O PSD tem de ir a votos sozinho. Cada um dos partidos do centro direita tem de ir a votos sozinho para mostrar o que vale. Mas tem de se pôr sempre em cima da mesa a possibilidade de um entendimento de um bloco mais à direita como alternativa a esta geringonça que nos tem governado. Mas esse é um assunto para se discutir depois das eleições, nunca antes. Obviamente que é importante que os eleitores também saibam, à partida, com o que podem contar. Desta vez, o PS tem de assumir que, se não ganhar com maioria absoluta, manterá uma lógica de aliança à esquerda. E o PSD também que diga que, se não tiver maioria absoluta, com quem vai governar. Para que não aconteça o que aconteceu há três anos. O PSD ganhou as eleições e, sem que tenha sido discutido em campanha eleitoral, surge a geringonça, que não foi uma opção colocada aos eleitores.
Como olha para o Aliança? Acha que pode vir a ter força e roubar votos ao PSD?
Preferia que Pedro Santana Lopes não tivesse saído do PSD. E que Rui Rio tivesse feito um esforço para que Santana Lopes se tivesse mantido no partido. Santana Lopes criou o Aliança mas não deixou de ser um social-democrata. Teria sido mais útil se, dentro do PSD, tivesse havido uma abertura e um diálogo que criassem as condições para que o Aliança não tivesse sido criado.
Mas acha que vai ser prejudicial para o PSD em termos de votos?

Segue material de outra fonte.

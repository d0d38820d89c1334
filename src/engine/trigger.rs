//! Trigger scanning (input pre-classification).
//!
//! This module inspects the raw input string once and produces coarse signals
//! that let the locator skip work that cannot succeed:
//!
//! - no ASCII digit at all means no group can exist;
//! - a delimiter that never occurs in the input cannot join fields, so its
//!   shape regexes are never run.
//!
//! False positives are fine (the locator still has to match a full shape);
//! false negatives are not.

use crate::Delimiter;

bitflags::bitflags! {
    /// Coarse features of an input string.
    #[derive(Debug, Clone, Copy, PartialEq, Eq, Hash)]
    pub struct SignalMask: u8 {
        const HAS_DIGITS = 1 << 0;
        const HYPHEN     = 1 << 1;
        const UNDERSCORE = 1 << 2;
        const SLASH      = 1 << 3;
        const BACKSLASH  = 1 << 4;
        const PERIOD     = 1 << 5;
    }
}

impl SignalMask {
    pub fn for_delimiter(delimiter: Delimiter) -> Self {
        match delimiter {
            Delimiter::Hyphen => SignalMask::HYPHEN,
            Delimiter::Underscore => SignalMask::UNDERSCORE,
            Delimiter::Slash => SignalMask::SLASH,
            Delimiter::Backslash => SignalMask::BACKSLASH,
            Delimiter::Period => SignalMask::PERIOD,
        }
    }
}

/// Input characteristics detected from the raw input.
#[derive(Debug, Clone, Copy)]
pub struct InputSignals {
    pub mask: SignalMask,
}

impl InputSignals {
    /// Scan `input` for digits and delimiter characters.
    pub fn scan(input: &str) -> Self {
        let mut mask = SignalMask::empty();
        for b in input.bytes() {
            mask |= match b {
                b'0'..=b'9' => SignalMask::HAS_DIGITS,
                b'-' => SignalMask::HYPHEN,
                b'_' => SignalMask::UNDERSCORE,
                b'/' => SignalMask::SLASH,
                b'\\' => SignalMask::BACKSLASH,
                b'.' => SignalMask::PERIOD,
                _ => continue,
            };
        }
        Self { mask }
    }

    pub fn has_digits(&self) -> bool {
        self.mask.contains(SignalMask::HAS_DIGITS)
    }

    pub fn contains_delimiter(&self, delimiter: Delimiter) -> bool {
        self.mask.contains(SignalMask::for_delimiter(delimiter))
    }
}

O futuro o dirá, mas a verdade é que à direita, hoje, sobretudo com o Aliança e com outros movimentos que estão a surgir, há um espetro novo. Enquanto que à esquerda há uma estabilidade, à direita há realidades novas que só agora as eleições europeias e depois as legislativas nos dirão quanto é que cada um destes partidos valem. Podem ser partidos que se consolidem, que será negativo para o PSD e para o seu resultado, como podem ser flops.

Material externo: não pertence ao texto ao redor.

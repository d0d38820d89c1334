//! Field-order resolution.
//!
//! A numeric group such as `03-15-21` or `2021_07` can be read several ways.
//! Resolution walks a fixed, ordered list of interpretations and keeps the
//! first one whose values pass the range checks:
//!
//! ```text
//! 3 fields ──▶ MonthDayYear ──▶ YearMonthDay ──▶ rejected
//! 2 fields ──▶ MonthYear    ──▶ YearMonth    ──▶ rejected
//! ```
//!
//! Month-day-year always wins over year-month-day when both are valid; there is
//! no signal-based disambiguation. Day-month-year is never considered here (the
//! standardizer has its own swap fallback).
//!
//! Ranges: month 1..=12, day 1..=31, year inside the configured window after
//! century expansion of one- and two-digit fields
//! ([`Options::expand_year_field`]). Month lengths and leap years are
//! not checked.

use crate::{FieldOrder, Options, ResolvedDate};

const THREE_FIELD_ORDERS: [FieldOrder; 2] = [FieldOrder::MonthDayYear, FieldOrder::YearMonthDay];
const TWO_FIELD_ORDERS: [FieldOrder; 2] = [FieldOrder::MonthYear, FieldOrder::YearMonth];

/// Resolve a 2- or 3-field group; any other arity is rejected.
pub(crate) fn resolve_fields(fields: &[&str], options: &Options) -> Option<ResolvedDate> {
    let orders: &[FieldOrder] = match fields.len() {
        3 => &THREE_FIELD_ORDERS,
        2 => &TWO_FIELD_ORDERS,
        _ => return None,
    };
    if fields.iter().any(|f| f.is_empty() || !f.bytes().all(|b| b.is_ascii_digit())) {
        return None;
    }
    orders.iter().find_map(|order| interpret(*order, fields, options))
}

/// Two-field resolution on its own (used by the regex evaluator).
pub(crate) fn resolve_two_fields(first: &str, second: &str, options: &Options) -> Option<ResolvedDate> {
    resolve_fields(&[first, second], options)
}

fn interpret(order: FieldOrder, fields: &[&str], options: &Options) -> Option<ResolvedDate> {
    match (order, fields) {
        (FieldOrder::MonthDayYear, [m, d, y]) => full_date(order, m, d, y, options),
        (FieldOrder::YearMonthDay, [y, m, d]) => full_date(order, m, d, y, options),
        (FieldOrder::MonthYear, [m, y]) if is_month_len(m) && is_year_len(y) => month_year(order, m, y, options),
        (FieldOrder::YearMonth, [y, m]) if is_year_len(y) && is_month_len(m) => month_year(order, m, y, options),
        _ => None,
    }
}

fn full_date(order: FieldOrder, month: &str, day: &str, year: &str, options: &Options) -> Option<ResolvedDate> {
    let month = valid_month(month)?;
    let day: u32 = day.parse().ok()?;
    if !(1..=31).contains(&day) {
        return None;
    }
    let year = options.expand_year_field(year)?;
    Some(ResolvedDate { year, month, day, order })
}

fn month_year(order: FieldOrder, month: &str, year: &str, options: &Options) -> Option<ResolvedDate> {
    let month = valid_month(month)?;
    let year = options.expand_year_field(year)?;
    Some(ResolvedDate { year, month, day: 1, order })
}

fn valid_month(field: &str) -> Option<u32> {
    let month: u32 = field.parse().ok()?;
    (1..=12).contains(&month).then_some(month)
}

fn is_month_len(field: &str) -> bool {
    (1..=2).contains(&field.len())
}

fn is_year_len(field: &str) -> bool {
    field.len() == 2 || field.len() == 4
}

Têm vindo a público vários casos de ligações familiares entre funcionários de autarquias. Como vê estes casos?
Não é só o autarca. Temos um Governo em que os laços familiares são cada vez maiores. E entre as várias estruturas do Estado Central também acontece. Nas minhas equipas nunca colocaria nenhum filho ou nenhum familiar direto ou indireto porque temos de separar águas.
Estes casos fazem com que o papel do autarca caia em descrédito?
Todos os casos que possam pôr em causa a credibilidade do titular A ou B acabam por afetar a classe política como um todo. Porque são todos medidos pela mesma bitola. E isso é negativo para a democracia. Mas também acho que, de reforma em reforma, se tem dado sempre, cada vez mais, um tiro no pé. Cada vez mais há limitações. E qualquer dia vai ser impossível recrutar pessoas com qualidade para a atividade pública e política. É preciso encontrar um equilíbrio.
Como se consegue isso?
Do ponto de vista do comportamento ético, há que ter regras muito precisas com a separação da vida privada com a vida pública. Mas, ao mesmo tempo, deve haver alguma abertura para revisitar o estatuto do eleito, que tem de ser valorizado.